Women do not need an agenda to get the groceries, champion their careers, rear the children, learn to ski, or save the world. It’s just what we do. And honestly, society, it would be a little easier if you could stop asking us to schedule Botox and brow waxes in the middle of all that.
As it happened, I was the youngest in the group by somewhere between eight and 18 years, maybe. And I had questions. Because recently one morning I woke up and was hit with the hormonal sledge hammer of perimenopause and the realization that I’m going to be an empty nester in a matter of months. I’ve been led to believe that once a woman has lost fertility and is done raising her children, her market value plummets to Home Network Shopping purchases and needlework mastery. Oh, and getting really good at frosting holiday cookies.
Considering I have none of those skills, I may need to find a country that has petting zoos full of geriatrics. I think the Netherlands has them. It’s how they grow so many tulips.
This group of women seemed unscathed by the horrors of menopause and utterly uninterested in what society thought about them anyway. They did pack a lot of food, which is perhaps my favorite part of outdoorsing with women. I leave my food in the car and just accept offers for whatever is thrust upon me: the other half of several sandwiches, a variety of nut varieties, some dried fruit, apples. It was like being at a rave in my 20s, only I was being plied with organic snacks instead of narcotics.
The day I woke up and realized my ovaries had probably shriveled up was as significant to me as the Before Christ/After Christ timeline is to humanity. One day I was scooting along like a woman in her prime and the next I was in the ER thinking I had an aneurysm and reminding my husband to not read my journals. (No grieving husband needs to know how often his wife complained about his lack or excess of salt in cooking.)
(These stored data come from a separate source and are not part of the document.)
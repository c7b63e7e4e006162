//! Core stream engine: offset codec, content-type framing, the producer
//! ledger, the in-memory store, and the SSE pump built on top of it.

pub mod framing;
pub mod offset;
pub mod producer;
pub mod sse;
pub mod store;
pub mod types;

pub use store::{StoreError, StreamStore};
pub use types::{AppendOptions, AppendResult, CreateOptions, ProducerHeaders, ReadResult, Stream, WaitResult};
//! In-memory stream storage (component C) with long-poll/SSE waiter support
//! (component D).
//!
//! Grounded on the reference `StreamStore` (moneymq's `crates/stream/src/store.rs`):
//! the same `RwLock<HashMap<path, Stream>>` shape and idempotent-create /
//! expiry-on-access behavior, extended with closed-stream tracking, the
//! producer ledger (component E), and per-path waiter notification for
//! long-poll/SSE instead of a single shared broadcast channel.

use std::collections::HashMap;
use std::sync::Arc;
use std::time::Duration;

use chrono::Utc;
use dashmap::DashMap;
use parking_lot::RwLock;
use tokio::sync::{Notify, watch};
use tracing::{debug, info};

use super::framing::{self, DEFAULT_CONTENT_TYPE};
use super::offset::{self, Offset};
use super::producer::{self, ProducerOutcome};
use super::types::{
    AppendOptions, AppendResult, ClosedBy, CreateOptions, ReadResult, Stream, StreamMessage,
    WaitResult,
};

#[derive(Debug, thiserror::Error, Clone, PartialEq)]
pub enum StoreError {
    #[error("stream not found: {0}")]
    NotFound(String),
    #[error("stream already exists with a different configuration")]
    StreamConflict,
    #[error("content-type mismatch: expected {expected}, got {actual}")]
    ContentTypeMismatch { expected: String, actual: String },
    #[error("sequence conflict: {0}")]
    SequenceConflict(String),
    #[error("invalid offset: {0}")]
    InvalidOffset(String),
    #[error("empty body not allowed")]
    EmptyBody,
    #[error("cannot specify both Stream-TTL and Stream-Expires-At")]
    TtlConflict,
    #[error("invalid JSON body: {0}")]
    InvalidJson(String),
    #[error("empty JSON arrays are not allowed on append")]
    EmptyArrayNotAllowed,
    #[error("stream is closed")]
    StreamClosed,
    #[error("offset {0} is before the retention window")]
    OffsetExpired(String),
}
//! Shared data types for the stream store.

use super::producer::ProducerState;

/// One stored message: raw framed bytes, the offset it was assigned, and the
/// wall-clock time it was appended.
#[derive(Debug, Clone)]
pub struct StreamMessage {
    pub data: Vec<u8>,
    pub offset: String,
    pub timestamp_ms: i64,
}

/// Who closed a stream, for idempotent-close-on-replay detection.
#[derive(Debug, Clone, PartialEq, Eq)]
pub struct ClosedBy {
    pub producer_id: String,
    pub epoch: u64,
    pub seq: u64,
}

/// A single append-only log, owned exclusively by [`super::store::StreamStore`].
#[derive(Debug, Clone)]
pub struct Stream {
    pub path: String,
    pub content_type: String,
    pub messages: Vec<StreamMessage>,
    pub current_offset: String,
    pub ttl_seconds: Option<u64>,
    pub expires_at: Option<chrono::DateTime<chrono::Utc>>,
    pub created_at_ms: i64,
    pub closed: bool,
    pub closed_by: Option<ClosedBy>,
    pub last_seq: Option<u64>,
    pub producers: std::collections::HashMap<String, ProducerState>,
    /// Offset of the newest message evicted so far under retention, or
    /// `None` if nothing has ever been evicted. Reads at or before this
    /// offset can no longer be satisfied.
    pub floor_offset: Option<String>,
}

impl Stream {
    pub fn is_json(&self) -> bool {
        super::framing::is_json_content_type(&self.content_type)
    }

    pub fn is_expired(&self, now: chrono::DateTime<chrono::Utc>) -> bool {
        if let Some(exp) = self.expires_at {
            return now >= exp;
        }
        if let Some(ttl) = self.ttl_seconds {
            let created = chrono::DateTime::from_timestamp_millis(self.created_at_ms)
                .unwrap_or(chrono::DateTime::UNIX_EPOCH);
            return now >= created + chrono::Duration::seconds(ttl as i64);
        }
        false
    }
}

/// Configuration supplied to [`super::store::StreamStore::create`].
#[derive(Debug, Clone, Default)]
pub struct CreateOptions {
    pub content_type: Option<String>,
    pub ttl_seconds: Option<u64>,
    pub expires_at: Option<chrono::DateTime<chrono::Utc>>,
    pub initial_data: Option<Vec<u8>>,
    pub closed: bool,
}

/// Producer coordination headers for an append, all-or-none.
#[derive(Debug, Clone, Default)]
pub struct ProducerHeaders {
    pub producer_id: String,
    pub epoch: u64,
    pub seq: u64,
}

/// Options supplied to [`super::store::StreamStore::append`].
#[derive(Debug, Clone, Default)]
pub struct AppendOptions {
    pub content_type: Option<String>,
    pub stream_seq: Option<u64>,
    pub producer: Option<ProducerHeaders>,
    pub close: bool,
}

/// Result of [`super::store::StreamStore::append`] on success.
#[derive(Debug, Clone)]
pub struct AppendResult {
    pub next_offset: String,
    pub idempotent_replay: bool,
    pub stream_closed: bool,
}

/// Result of [`super::store::StreamStore::read`].
#[derive(Debug, Clone)]
pub struct ReadResult {
    pub messages: Vec<StreamMessage>,
    pub next_offset: String,
    pub up_to_date: bool,
    pub stream_closed: bool,
}

/// Result of [`super::store::StreamStore::wait_for_messages`].
#[derive(Debug, Clone)]
pub struct WaitResult {
    pub messages: Vec<StreamMessage>,
    pub next_offset: String,
    pub timed_out: bool,
    pub stream_closed: bool,
}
No one told me this would happen, though there have been whisperings amongst the professionals who have largely discounted our bizarre symptoms and the onset of lunacy as the natural, expected decline of a woman. My response to that is not fit for print.
Thus I was left to find some pioneers, in health care and womanhood – which does not actually end, even when our hormones launch their own biological agenda. Mine seemed to be on a retribution crusade for all the times I demanded my adrenals overperform.
So basically, the last 45 years.
It’s hard to explain the experience, but let me just say this: Has anyone ever asked if the Strange Case of Dr. Jekyll and Mr. Hyde was actually just based on a perimenopausal woman?
First, I found a practitioner who did the math. Now I use topical hormones like they are free moisturizer at an all-day spa or I just robbed a hotel bathroom. I can remember my own name and address again. Also, I do not generally want to murder people for their cake, so that’s good, I guess.
Then I needed to find some women to answer some questions for me. The kind you don’t even really have to ask to understand the answers.
Like: Who are we when we are not our children’s mothers? When is it a good time to see if we still like our partners? What will we do with ourselves?
Less laundry. More skiing. And remembering who we were before parenthood (minus the illicit drugs, perhaps). We’ll have the capacity to grab a gaggle of ladies and tromp through the woods covering ground while we cover topics that matter to us, like how we can better serve our communities and what makes a good sourdough.
Maybe the fashion magazines and age-defying industries don’t know, but those are both essential to the functioning of society.
In a way, this is a thank-you note to the women who have led the way, the men who have supported them, and any empathetic spirit on the spectrum between the two. It is a reminder that surrounding ourselves with those older and wiser, and younger and wilder, can bring more than understanding: It also offers a sense of place on this timeline of life. And if we’re lucky, we’ll get to explore all of them – let’s hope on skis or in the trees or both.